Struttura e contenuti del libro
Il libro si articola in 9 capitoli.

Nei primi due l’autrice conferma come il conflitto tra generazioni non sia da considerarsi un fenomeno nuovo, ma piuttosto qualcosa di conosciuto e ricorrente che è stato recentemente fomentato dal cambiamento demografico all’interno delle organizzazioni.
Sottolinea inoltre come clichés generazionali ed esperienze condivise tra persone di età differenti rivelino la grande complessità del “capirsi tra generazioni”.

Nei Capitoli 3 e 4 si conclude l’esplorazione del problema identificando gli ostacoli che impediscono l’esercizio efficace di una leadership intergenerazionale, che sono: le critiche tra generazioni, i bias sull’età, i valori percepiti, la conoscenza e le sue forme.

Si introduce la metodologia Gentelligence basata sull’utilizzo della diversità come pensiero per creare luoghi di lavoro più efficaci e coinvolgenti.

Nei capitoli successivi viene dato spazio ad esperienze concrete che fungono da casi di studio per dimostrare come la metodologia delle quattro pratiche – Identificazione degli Assunti, Aggiustamento delle Lenti, Rafforzamento della Fiducia e Promozione dell’Apprendimento Reciproco –  stia già dando i suoi frutti nell’aiutare i leaders delle organizzazioni che le adottano a fare Talent Attraction e a creare una alleanza intergenerazionale in grado di gestire l’incertezza e affrontare il cambiamento.

Conclusione
Ciò che apprezziamo di questo libro è l’abilità dell’autrice di insegnarci la “disabitudine” al fenomeno della classificazione delle persone per età, e quindi anche per generazione di appartenenza.

Come sappiamo, una generazione è una coorte anagrafica i cui membri sono nati nello stesso periodo storico e vivono perciò eventi e fenomeni simili nelle stesse fasi della vita.
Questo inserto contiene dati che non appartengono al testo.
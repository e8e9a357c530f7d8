//! Studio backend interaction module
//!
//! # Module Structure
//!
//! - [`client`] - Base-URL aware client used by the data sources
//! - [`http`] - HTTP utilities for the JSON REST API
//!
//! # Example
//!
//! ```ignore
//! use crate::api::client::ApiClient;
//!
//! async fn example() -> anyhow::Result<()> {
//!     let client = ApiClient::new("https://admin.ashaa.xyz/api", None)?;
//!     let contacts = client.get(&client.endpoint_url("Contact")).await?;
//!     Ok(())
//! }
//! ```

pub mod client;
pub mod http;
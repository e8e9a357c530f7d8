//! Sidebar
//!
//! Page menu in the studio's order, ending with the logout entry.

use crate::app::{App, Focus, Page};
use ratatui::{
    layout::Rect,
    style::{Color, Modifier, Style},
    text::{Line, Span},
    widgets::{Block, Borders, List, ListItem, ListState},
    Frame,
};

pub fn render(f: &mut Frame, app: &App, area: Rect) {
    let focused = app.focus == Focus::Sidebar;

    let mut items: Vec<ListItem> = Page::ALL
        .iter()
        .enumerate()
        .map(|(i, page)| {
            let active = *page == app.page;
            let marker = if active { "▸" } else { " " };
            let style = if active {
                Style::default()
                    .fg(Color::Cyan)
                    .add_modifier(Modifier::BOLD)
            } else {
                Style::default().fg(Color::Gray)
            };
            ListItem::new(Line::from(vec![
                Span::styled(format!("{} {} ", marker, i + 1), Style::default().fg(Color::DarkGray)),
                Span::styled(page.label(), style),
            ]))
        })
        .collect();

    items.push(ListItem::new(Line::from(vec![
        Span::raw("    "),
        Span::styled("Logout", Style::default().fg(Color::Red)),
    ])));

    let border = if focused { Color::Cyan } else { Color::DarkGray };
    let list = List::new(items)
        .block(
            Block::default()
                .borders(Borders::ALL)
                .border_style(Style::default().fg(border))
                .title(Span::styled(
                    " Asha LensCraft ",
                    Style::default()
                        .fg(Color::Rgb(212, 175, 55))
                        .add_modifier(Modifier::BOLD),
                )),
        )
        .highlight_style(if focused {
            Style::default()
                .bg(Color::DarkGray)
                .fg(Color::White)
                .add_modifier(Modifier::BOLD)
        } else {
            Style::default()
        });

    let mut state = ListState::default();
    state.select(Some(app.sidebar_selected));
    f.render_stateful_widget(list, area, &mut state);
}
Per contro, ci siamo talmente abituati a classificare le generazioni o – all’opposto – a minimizzare le differenze che tra loro esistono – da esserci dimenticati che ci sono effettivamente dei benefici nelle diversità anagrafiche.

Saperli riconoscere ed accogliere, specie adesso con tutti i cambiamenti intervenuti nel nostro modo di lavorare, è dovere etico e professionale dei leader di oggi, così come lo diventa quello di mettere i team intergenerazionali al centro delle politiche di Diversity & Inclusion di ogni organizzazione.